God’s people have seen loss of independence as divine judgement

Historically, God’s people have seen loss of independence as divine judgement. Freedom has always been one of the defining features of Christianity – both the individual’s freedom from legalism and licentiousness, but also in the freedoms it has brought to society.

Reformation freedom

The blessings of the Reformation period illustrate this well. The countries where the Reformation – and especially Calvinistic doctrine – was triumphant, such as Switzerland, the Netherlands and (to some extent) our own land, kept the state in check and were far freer than, for example, France or Spain. The USA, a country whose foundations were very much grounded in the Word of God, has been one of the freest and most prosperous countries in history.

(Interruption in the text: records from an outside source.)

pub mod battle_ctx;
pub mod battle_flow;
pub mod compare_flow;
pub mod results_browser;

pub use battle_ctx::DocumentCtx;
pub use battle_flow::{BattleFlow, BattleRound, BattleState, BlindOutput, RevealedOutput};
pub use compare_flow::{CompareFlow, ComparisonOutcome, CostOutcome, ProviderOutcome};
pub use results_browser::{ResultsBrowser, ResultsPage};
//! 反馈记录服务 - 业务能力层
//!
//! 只负责"追加一条对战记录"能力，不关心流程

use anyhow::{Context, Result};
use chrono::{DateTime, Utc};
use serde::{Deserialize, Serialize};
use std::fs::{self, OpenOptions};
use std::io::Write;
use std::path::{Path, PathBuf};
use tracing::debug;

use crate::models::{BattleAssignment, Preference};

/// 一条对战反馈记录（JSON Lines 中的一行）
#[derive(Debug, Clone, Serialize, Deserialize)]
pub struct FeedbackRecord {
    pub battle_id: String,
    pub file_id: String,
    pub filename: String,
    pub page_number: u32,
    pub preference: Preference,
    pub preferred_labels: Vec<String>,
    #[serde(default)]
    pub comment: Option<String>,
    pub assignments: Vec<BattleAssignment>,
    pub submitted_at: DateTime<Utc>,
}

/// 反馈记录服务
///
/// 职责：
/// - 把揭晓后的对战结果追加到本地 JSONL 文件
/// - 只处理单条记录
pub struct FeedbackWriter {
    log_path: PathBuf,
}

impl FeedbackWriter {
    /// 以指定文件路径创建
    pub fn with_path(path: impl Into<PathBuf>) -> Self {
        Self {
            log_path: path.into(),
        }
    }

    pub fn path(&self) -> &Path {
        &self.log_path
    }

    /// 追加一条记录
    pub async fn write(&self, record: &FeedbackRecord) -> Result<()> {
        debug!(
            "写入对战记录: {} | 第 {} 页 | {}",
            record.battle_id, record.page_number, record.preference
        );

        if let Some(parent) = self.log_path.parent() {
            if !parent.as_os_str().is_empty() {
                fs::create_dir_all(parent)
                    .with_context(|| format!("创建目录失败: {}", parent.display()))?;
            }
        }

        let mut file = OpenOptions::new()
            .create(true)
            .append(true)
            .open(&self.log_path)
            .with_context(|| format!("打开反馈文件失败: {}", self.log_path.display()))?;

        let mut line = serde_json::to_string(record)?;
        line.push('\n');
        file.write_all(line.as_bytes())?;

        Ok(())
    }

    /// 读取全部记录，文件不存在时返回空列表
    pub fn read_all(&self) -> Result<Vec<FeedbackRecord>> {
        if !self.log_path.exists() {
            return Ok(Vec::new());
        }
        let content = fs::read_to_string(&self.log_path)?;
        content
            .lines()
            .filter(|line| !line.trim().is_empty())
            .map(|line| serde_json::from_str(line).context("反馈记录格式错误"))
            .collect()
    }
}

#[cfg(test)]
mod tests {
    use super::*;

    fn record(battle_id: &str, preference: Preference) -> FeedbackRecord {
        FeedbackRecord {
            battle_id: battle_id.to_string(),
            file_id: "f1".to_string(),
            filename: "paper.pdf".to_string(),
            page_number: 1,
            preference,
            preferred_labels: preference.preferred_labels(),
            comment: None,
            assignments: vec![BattleAssignment {
                label: "A".to_string(),
                provider: "reducto".to_string(),
            }],
            submitted_at: Utc::now(),
        }
    }

    #[tokio::test]
    async fn test_appends_json_lines() {
        let dir = tempfile::tempdir().unwrap();
        let writer = FeedbackWriter::with_path(dir.path().join("logs").join("feedback.jsonl"));

        writer.write(&record("b1", Preference::A)).await.unwrap();
        writer.write(&record("b2", Preference::BothBad)).await.unwrap();

        let records = writer.read_all().unwrap();
        assert_eq!(records.len(), 2);
        assert_eq!(records[0].battle_id, "b1");
        assert_eq!(records[1].preference, Preference::BothBad);
        assert!(records[1].preferred_labels.is_empty());
    }

    #[test]
    fn test_missing_file_reads_empty() {
        let dir = tempfile::tempdir().unwrap();
        let writer = FeedbackWriter::with_path(dir.path().join("none.jsonl"));
        assert!(writer.read_all().unwrap().is_empty());
    }
}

Even though Switzerland today is nothing like the country it was in the days of Zwingli, Bullinger and Calvin, I would argue that its decision not to join the EU and its excellent constitution, whereby the people can hold their politicians to account through binding referendums, can be viewed as a legacy of the great reformers.

The EU has always been a political project disguised as an economic project

The fact is that the EU with its pooled sovereignty and slow, ongoing emasculation of national institutions is an unbiblical abnormality. While I would grant that neither side in the 2016 referendum campaign covered itself in glory, the pro-EU side has a much longer history of deceit going right back to the lies told by Edward Heath in the 1960s and 1970s.

Great deliverance

Indeed, the EU has always been a political project disguised as an economic project, as catalogued by Dr Richard North and the late Christopher Booker in their seminal history of the European project, ‘The Great Deception’. I doubt if many of the 17,410,742 leave voters would have read this book, but many could smell a rat, especially older voters who remembered Edward Heath’s deception, and they cast their ballot accordingly.

For these reasons, I have never had any doubt that our leaving the EU would be a great deliverance on a par with the events of Drake’s defeat of the Spanish Armada in 1588 – the righting of a historic wrong.

At the time people regarded the ‘Protestant wind’ – the appalling weather conditions which wreaked as much havoc with the Spanish fleet as Sir Francis Drake’s fire ships – as God working to deliver our nation from the bondage of Spanish (and Roman Catholic) control. “The Lord blew and they were scattered” was inscribed on the commemorative medal of the time to celebrate God’s role in this great deliverance.

Over four centuries later, it is the same God who has brought us thus far. Surely he will complete the work and grant our country freedom? For I have long prayed that this regained freedom may be the springboard to the spiritual awakening which we need far more. 

Why the 2016 vote was God’s providence

Big Ben and the Union Flag

It was an article by former MEP Patrick O’ Flynn that first drew my attention to the providential circumstances leading up to the Brexit vote, which he simply described as “good luck”. His points are summarised below, along with some comments of my own.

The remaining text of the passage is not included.